◆ **EXERCISE OBJECTIVE**: Take the data below. Output it exactly from its first line through the line containing "the given path.".
------------------------------------------------
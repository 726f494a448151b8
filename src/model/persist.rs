//! Model persistence
//!
//! Both classifiers serialize to JSON under `<out>/models/` so a separate
//! process can reload them without retraining. Files are written only after
//! fitting fully succeeded; a failed fit leaves no model artifact behind.

use std::fs::File;
use std::io::{BufReader, BufWriter};
use std::path::Path;

use anyhow::{Context, Result};
use serde::de::DeserializeOwned;
use serde::Serialize;

use crate::pipeline::PipelineError;

/// Well-known file name for the persisted logistic model.
pub const LOGISTIC_MODEL_FILE: &str = "logistic_model.json";

/// Well-known file name for the persisted random-forest model.
pub const RFC_MODEL_FILE: &str = "rfc_model.json";

/// Serialize a fitted model to the given path.
pub fn save_model<M: Serialize>(model: &M, path: &Path) -> Result<()> {
    if let Some(parent) = path.parent() {
        std::fs::create_dir_all(parent).map_err(|e| PipelineError::artifact(path, e))?;
    }
    let file = File::create(path).map_err(|e| PipelineError::artifact(path, e))?;
    serde_json::to_writer(BufWriter::new(file), model)
        .map_err(|e| PipelineError::artifact(path, e))?;
    Ok(())
}

/// Reload a persisted model from disk.
pub fn load_model<M: DeserializeOwned>(path: &Path) -> Result<M> {
    let file = File::open(path)
        .with_context(|| format!("Failed to open model file: {}", path.display()))?;
    let model = serde_json::from_reader(BufReader::new(file))
        .with_context(|| format!("Failed to parse model file: {}", path.display()))?;
    Ok(model)
}

#[cfg(test)]
mod tests {
    use super::*;
    use crate::model::logistic::{LogisticConfig, LogisticRegression};
    use crate::model::Classifier;
    use tempfile::TempDir;

    #[test]
    fn test_roundtrip_preserves_predictions() {
        let x = vec![
            vec![1.0, 1.0],
            vec![2.0, 1.5],
            vec![8.0, 9.0],
            vec![9.0, 8.5],
        ];
        let y = vec![0, 0, 1, 1];

        let mut model = LogisticRegression::new(LogisticConfig::default());
        model.fit(&x, &y).unwrap();

        let dir = TempDir::new().unwrap();
        let path = dir.path().join(LOGISTIC_MODEL_FILE);
        save_model(&model, &path).unwrap();

        let reloaded: LogisticRegression = load_model(&path).unwrap();
        assert_eq!(model.predict(&x), reloaded.predict(&x));
        assert_eq!(model.predict_proba(&x), reloaded.predict_proba(&x));
    }

    #[test]
    fn test_load_missing_file_fails() {
        let dir = TempDir::new().unwrap();
        let path = dir.path().join("nope.json");
        let result: Result<LogisticRegression> = load_model(&path);
        assert!(result.is_err());
    }
}
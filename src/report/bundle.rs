//! Result bundling
//!
//! Packs the output directory (images, reports, models, metadata) into a
//! single zip archive for sharing.

use std::fs::File;
use std::io::{Read, Write};
use std::path::{Path, PathBuf};

use anyhow::{Context, Result};
use zip::write::SimpleFileOptions;
use zip::ZipWriter;

/// Zip every file under `out_dir` into `zip_path`, preserving relative
/// paths. The archive itself is skipped when it lives inside `out_dir`.
pub fn bundle_results(out_dir: &Path, zip_path: &Path) -> Result<usize> {
    let file = File::create(zip_path)
        .with_context(|| format!("Failed to create archive: {}", zip_path.display()))?;
    let mut writer = ZipWriter::new(file);
    let options = SimpleFileOptions::default();

    let mut files = Vec::new();
    collect_files(out_dir, &mut files)?;
    files.sort();

    let mut bundled = 0usize;
    for path in files {
        if path == zip_path {
            continue;
        }
        let relative = path
            .strip_prefix(out_dir)
            .unwrap_or(&path)
            .to_string_lossy()
            .replace('\\', "/");

        writer
            .start_file(relative.as_str(), options)
            .with_context(|| format!("Failed to add {} to archive", relative))?;
        let mut contents = Vec::new();
        File::open(&path)
            .with_context(|| format!("Failed to open {}", path.display()))?
            .read_to_end(&mut contents)?;
        writer.write_all(&contents)?;
        bundled += 1;
    }

    writer.finish().context("Failed to finalize archive")?;
    Ok(bundled)
}

fn collect_files(dir: &Path, out: &mut Vec<PathBuf>) -> Result<()> {
    for entry in std::fs::read_dir(dir)
        .with_context(|| format!("Failed to read directory: {}", dir.display()))?
    {
        let path = entry?.path();
        if path.is_dir() {
            collect_files(&path, out)?;
        } else {
            out.push(path);
        }
    }
    Ok(())
}

#[cfg(test)]
mod tests {
    use super::*;
    use tempfile::TempDir;

    #[test]
    fn test_bundles_nested_files() {
        let dir = TempDir::new().unwrap();
        let nested = dir.path().join("images").join("eda");
        std::fs::create_dir_all(&nested).unwrap();
        std::fs::write(nested.join("a.svg"), "<svg/>").unwrap();
        std::fs::write(dir.path().join("run_metadata.json"), "{}").unwrap();

        let zip_path = dir.path().join("results.zip");
        let count = bundle_results(dir.path(), &zip_path).unwrap();

        assert_eq!(count, 2);
        assert!(std::fs::metadata(&zip_path).unwrap().len() > 0);
    }

    #[test]
    fn test_archive_skips_itself() {
        let dir = TempDir::new().unwrap();
        std::fs::write(dir.path().join("x.txt"), "x").unwrap();

        let zip_path = dir.path().join("results.zip");
        let count = bundle_results(dir.path(), &zip_path).unwrap();
        assert_eq!(count, 1);
    }
}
------------------------------------------------
◆ **SOLVED EXERCISE**:
repository 726f494a448151b8
filename src/model/persist.rs
//! Model persistence
//!
//! Both classifiers serialize to JSON under `<out>/models/` so a separate
//! process can reload them without retraining. Files are written only after
//! fitting fully succeeded; a failed fit leaves no model artifact behind.

use std::fs::File;
use std::io::{BufReader, BufWriter};
use std::path::Path;

use anyhow::{Context, Result};
use serde::de::DeserializeOwned;
use serde::Serialize;

use crate::pipeline::PipelineError;

/// Well-known file name for the persisted logistic model.
pub const LOGISTIC_MODEL_FILE: &str = "logistic_model.json";

/// Well-known file name for the persisted random-forest model.
pub const RFC_MODEL_FILE: &str = "rfc_model.json";

/// Serialize a fitted model to the given path.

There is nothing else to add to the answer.